Boston – Sail Boston 2009, an event where tall ships from all over the world sail into the Boston Harbor, draws crowds as diverse as the vessels themselves. Nearly 50 tall ships arrived from overseas in Charleston, S.C., on June 25, for a five-day visit. From there they sailed to Boston. With the influx of boats came people interested in seeing the large vessels. This brought a need for people at work behind the scenes to make this event come together to ensure safety and security. These people are all members of an incident command system, also known as a unified command.

The unified command for Sail Boston was located in the North End at Coast Guard Sector Boston and consisted of many different agencies, local and federal. All of these agencies bring their jurisdiction and authority to a command structure designed to simplify the use of assets and flow of operations.

Prior to an incident command system in order for one agency to receive assistance from another they would have to track down the appropriate authorizing authority. Under the unified command structure, all they have to do is walk across the room and ask an agency representative.

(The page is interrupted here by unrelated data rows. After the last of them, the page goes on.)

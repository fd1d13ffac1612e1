//! TCP transport for serial gateways.
//!
//! An iTach IP2SL (or ser2net, or a Moxa NPort in raw mode) exposes one
//! RS232 port as a TCP socket, by default on port 4999. Bytes pass through
//! untouched, so [`TcpTransport`] treats the socket exactly like a serial
//! line. The one difference that matters: gateways drop idle or duplicate
//! clients by closing the socket, which surfaces here as
//! [`Error::ConnectionLost`].
//!
//! ```no_run
//! use avlink_core::transport::Transport;
//! use avlink_transport::TcpTransport;
//! use std::time::Duration;
//!
//! # async fn example() -> avlink_core::Result<()> {
//! let mut gateway = TcpTransport::connect("10.0.0.40", 4999, Duration::from_secs(5)).await?;
//! gateway.send(b"PWR?\r").await?;
//!
//! let mut buf = [0u8; 256];
//! let n = gateway.receive(&mut buf, Duration::from_secs(1)).await?;
//! # let _ = n;
//! # Ok(())
//! # }
//! ```

use std::io;
use std::net::SocketAddr;
use std::time::Duration;

use async_trait::async_trait;
use avlink_core::error::{escape_bytes, Error, Result};
use avlink_core::transport::Transport;
use tokio::io::{AsyncReadExt, AsyncWriteExt};
use tokio::net::{lookup_host, TcpStream};

/// How long to wait for a gateway to accept before giving up.
pub const DEFAULT_CONNECT_TIMEOUT: Duration = Duration::from_secs(5);

/// A TCP socket to a serial gateway.
#[derive(Debug)]
pub struct TcpTransport {
    stream: Option<TcpStream>,
    peer: SocketAddr,
}

impl TcpTransport {
    /// Resolve `host` and connect to the first address that accepts.
    ///
    /// The whole attempt, name resolution included, is bounded by `timeout`.
    pub async fn connect(host: &str, port: u16, timeout: Duration) -> Result<Self> {
        tracing::debug!(host, port, timeout_ms = timeout.as_millis() as u64, "connecting to gateway");

        let stream = tokio::time::timeout(timeout, Self::dial(host, port))
            .await
            .map_err(|_| {
                tracing::warn!(host, port, "gateway did not accept in time");
                Error::Timeout
            })??;

        Self::from_stream(stream)
    }

    async fn dial(host: &str, port: u16) -> Result<TcpStream> {
        let candidates: Vec<SocketAddr> = lookup_host((host, port))
            .await
            .map_err(|e| Error::Transport(format!("cannot resolve {host}: {e}")))?
            .collect();

        let mut last_error = None;
        for addr in candidates {
            match TcpStream::connect(addr).await {
                Ok(stream) => return Ok(stream),
                Err(e) => {
                    tracing::debug!(%addr, error = %e, "gateway address refused");
                    last_error = Some(connect_error(e, addr));
                }
            }
        }

        Err(last_error
            .unwrap_or_else(|| Error::Transport(format!("{host} resolved to no addresses"))))
    }

    /// Adopt a socket that is already connected (for example, one accepted
    /// by a test listener).
    pub fn from_stream(stream: TcpStream) -> Result<Self> {
        let peer = stream.peer_addr()?;

        // Commands are a few bytes each; Nagle would hold them back.
        if let Err(e) = stream.set_nodelay(true) {
            tracing::debug!(%peer, error = %e, "TCP_NODELAY not applied");
        }

        tracing::info!(%peer, "gateway connected");
        Ok(Self {
            stream: Some(stream),
            peer,
        })
    }

    /// The gateway's socket address.
    pub fn peer(&self) -> SocketAddr {
        self.peer
    }
}

#[async_trait]
impl Transport for TcpTransport {
    async fn send(&mut self, data: &[u8]) -> Result<()> {
        let peer = self.peer;
        let stream = self.stream.as_mut().ok_or(Error::NotConnected)?;

        tracing::trace!(%peer, data = %escape_bytes(data), "tx");
        stream.write_all(data).await.map_err(data_error)?;
        stream.flush().await.map_err(data_error)
    }

    async fn receive(&mut self, buf: &mut [u8], timeout: Duration) -> Result<usize> {
        let peer = self.peer;
        let stream = self.stream.as_mut().ok_or(Error::NotConnected)?;

        let n = tokio::time::timeout(timeout, stream.read(buf))
            .await
            .map_err(|_| Error::Timeout)?
            .map_err(data_error)?;

        if n == 0 {
            tracing::warn!(%peer, "gateway closed the socket");
            return Err(Error::ConnectionLost);
        }
        tracing::trace!(%peer, data = %escape_bytes(&buf[..n]), "rx");
        Ok(n)
    }

    async fn close(&mut self) -> Result<()> {
        let Some(mut stream) = self.stream.take() else {
            return Ok(());
        };
        // A gateway that already hung up makes shutdown fail; that is fine.
        if let Err(e) = stream.shutdown().await {
            tracing::debug!(peer = %self.peer, error = %e, "shutdown after peer close");
        }
        tracing::info!(peer = %self.peer, "gateway disconnected");
        Ok(())
    }

    fn is_connected(&self) -> bool {
        self.stream.is_some()
    }
}

fn connect_error(e: io::Error, addr: SocketAddr) -> Error {
    match e.kind() {
        io::ErrorKind::ConnectionRefused => Error::Transport(format!("connection refused: {addr}")),
        _ => Error::Io(e),
    }
}

fn data_error(e: io::Error) -> Error {
    match e.kind() {
        io::ErrorKind::ConnectionReset
        | io::ErrorKind::ConnectionAborted
        | io::ErrorKind::BrokenPipe
        | io::ErrorKind::NotConnected
        | io::ErrorKind::UnexpectedEof => Error::ConnectionLost,
        _ => Error::Io(e),
    }
}

#[cfg(test)]
mod tests {
    use super::*;
    use tokio::net::TcpListener;

    const T: Duration = Duration::from_secs(2);

    async fn gateway() -> (TcpListener, u16) {
        let listener = TcpListener::bind("127.0.0.1:0").await.unwrap();
        let port = listener.local_addr().unwrap().port();
        (listener, port)
    }

    #[tokio::test]
    async fn query_passes_through_unchanged() {
        let (listener, port) = gateway().await;

        let device = tokio::spawn(async move {
            let (mut socket, _) = listener.accept().await.unwrap();
            let mut buf = [0u8; 64];
            let n = socket.read(&mut buf).await.unwrap();
            assert_eq!(&buf[..n], b"!1VOL?\r");
            // The amplifier's reply trickles out in two pieces.
            socket.write_all(b"!1VO").await.unwrap();
            socket.flush().await.unwrap();
            tokio::time::sleep(Duration::from_millis(20)).await;
            socket.write_all(b"L40\r").await.unwrap();
        });

        let mut link = TcpTransport::connect("127.0.0.1", port, T).await.unwrap();
        assert!(link.is_connected());
        assert_eq!(link.peer().port(), port);

        link.send(b"!1VOL?\r").await.unwrap();

        let mut reply = Vec::new();
        let mut buf = [0u8; 64];
        while !reply.ends_with(b"\r") {
            let n = link.receive(&mut buf, T).await.unwrap();
            reply.extend_from_slice(&buf[..n]);
        }
        assert_eq!(reply, b"!1VOL40\r");

        link.close().await.unwrap();
        device.await.unwrap();
    }

    #[tokio::test]
    async fn hostname_is_resolved() {
        let (listener, port) = gateway().await;
        let accept = tokio::spawn(async move { listener.accept().await.map(|_| ()) });

        let link = TcpTransport::connect("localhost", port, T).await;
        // localhost may resolve to ::1 first; the v4 listener must still be found.
        assert!(link.is_ok(), "{:?}", link.err());
        accept.await.unwrap().unwrap();
    }

    #[tokio::test]
    async fn refused_connection_names_the_address() {
        let (listener, port) = gateway().await;
        drop(listener);

        match TcpTransport::connect("127.0.0.1", port, T).await {
            Err(Error::Transport(msg)) => {
                assert!(msg.contains("connection refused"), "{msg}");
                assert!(msg.contains(&port.to_string()), "{msg}");
            }
            other => panic!("expected refusal, got {other:?}"),
        }
    }

    #[tokio::test]
    async fn unresolvable_host() {
        let result = TcpTransport::connect("no-such-gateway.invalid", 4999, T).await;
        assert!(
            matches!(result, Err(Error::Transport(_)) | Err(Error::Timeout)),
            "{result:?}"
        );
    }

    #[tokio::test]
    async fn quiet_device_times_out_without_dropping_the_link() {
        let (listener, port) = gateway().await;
        let device = tokio::spawn(async move {
            let (_socket, _) = listener.accept().await.unwrap();
            tokio::time::sleep(Duration::from_secs(5)).await;
        });

        let mut link = TcpTransport::connect("127.0.0.1", port, T).await.unwrap();
        let mut buf = [0u8; 16];
        let result = link.receive(&mut buf, Duration::from_millis(50)).await;
        assert!(matches!(result, Err(Error::Timeout)));
        assert!(link.is_connected());

        // Nothing pending: a zero-length wait is a poll.
        let result = link.receive(&mut buf, Duration::ZERO).await;
        assert!(matches!(result, Err(Error::Timeout)));

        device.abort();
    }

    #[tokio::test]
    async fn gateway_hangup_is_connection_lost() {
        let (listener, port) = gateway().await;
        let device = tokio::spawn(async move {
            let (socket, _) = listener.accept().await.unwrap();
            drop(socket);
        });

        let mut link = TcpTransport::connect("127.0.0.1", port, T).await.unwrap();
        device.await.unwrap();

        let mut buf = [0u8; 16];
        let result = link.receive(&mut buf, T).await;
        assert!(matches!(result, Err(Error::ConnectionLost)), "{result:?}");
    }

    #[tokio::test]
    async fn closed_link_refuses_io() {
        let (listener, port) = gateway().await;
        let device = tokio::spawn(async move {
            let (_socket, _) = listener.accept().await.unwrap();
            tokio::time::sleep(Duration::from_secs(5)).await;
        });

        let mut link = TcpTransport::connect("127.0.0.1", port, T).await.unwrap();
        link.reset_buffers().await.unwrap();
        link.close().await.unwrap();
        assert!(!link.is_connected());

        assert!(matches!(link.send(b"PWR?\r").await, Err(Error::NotConnected)));
        let mut buf = [0u8; 16];
        assert!(matches!(link.receive(&mut buf, T).await, Err(Error::NotConnected)));

        link.close().await.unwrap();
        device.abort();
    }
}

The unified command consists of five divisions of authority within one system. They are the command, planning, logistics, finance, and operations.

The Coast Guard, the lead agency for Sail Boston, made up the command division. The command division is determined using various factors such as location and jurisdiction. They are ultimately responsible for the decisions that need to be made concerning the command post.

The planning division is responsible for coming up with a strategy to make the event possible. They take into account the operation as a whole and what needs to be done to provide a safe and secure event. They determine the resources they might need, which are procured by logistics.

Logistics ensures all the resources are obtained from personnel to assets, such as boats, helicopters, and squad cars. Logistics even deals with things seemingly small, like pens and pencils. However, if they are over looked, it can cause a problem within the operation.

With such a multi-faceted system, there is always the question of how to pay for the operation. That is where the finance division enters the equation. They handle the budget for the operation and make sure the appropriate funds are allocated to the right places.

After plans are made, resources are gathered and things are paid for, someone has to execute the plan. Enter operations; this entails boat movements, security zones, anything happening on the ground or water.

“The purpose of the unified command is to ensure that all the stake holders have a say when issues arise,” said Lt. Stephen West, public affairs officer for the incident command system. “Having a unified command allows us to respond uniformly and quickly, within our jurisdictions, so we are all on the same page.”

Numerous assets fall under this command system, for Sail Boston the resources involved were:

  • Three Coast Guard cutters that provided command, control, and communications for the duration of the event, two of them based in Boston. Those are the Spencer, a 270-foot medium endurance cutter, and the Flyingfish, an 87-foot marine protector class patrol boat. The Sanibel, a 110-foot island class patrol boat home ported in Woods Hole, Mass., was also a major security asset on the water.
  • The Coast Guard provided boats from the following stations: Station Boston, Station Gloucester, Station Point Allerton, and a Maritime Safety and Security Team from Galveston, Texas
  • The Coast Guard Auxiliary added 19 boats
  • The Boston Police Department, which supplied three boats
  • The Massachusetts Environmental Police, which supplied 13 boats
  • The Boston Fire Department, which provided a boat, a roving shore side patrol, and a Hazardous Material Team
  • The Massachusetts State Police Department, which supplied seven boats

Other on scene agencies that contributed were:

  • FBI
  • Federal Emergency Management Agency
  • Massachusetts Emergency Management Agency
  • Boston Emergency Management Service
  • Boston Emergency Management Agency

With so many assets to be managed, the unified command is needed to streamline operations.

“Many different federal, state, and local agencies, which have varied jurisdictions and scopes of authority, are working on the water,” said West. “The ICS is used to streamline communication and ensure we are working as one.”

The ICS can be used in any sort of incident involving several agencies and jurisdictions.

“We can shift the incident command system to respond to any situation ashore or in the maritime environment,” said West.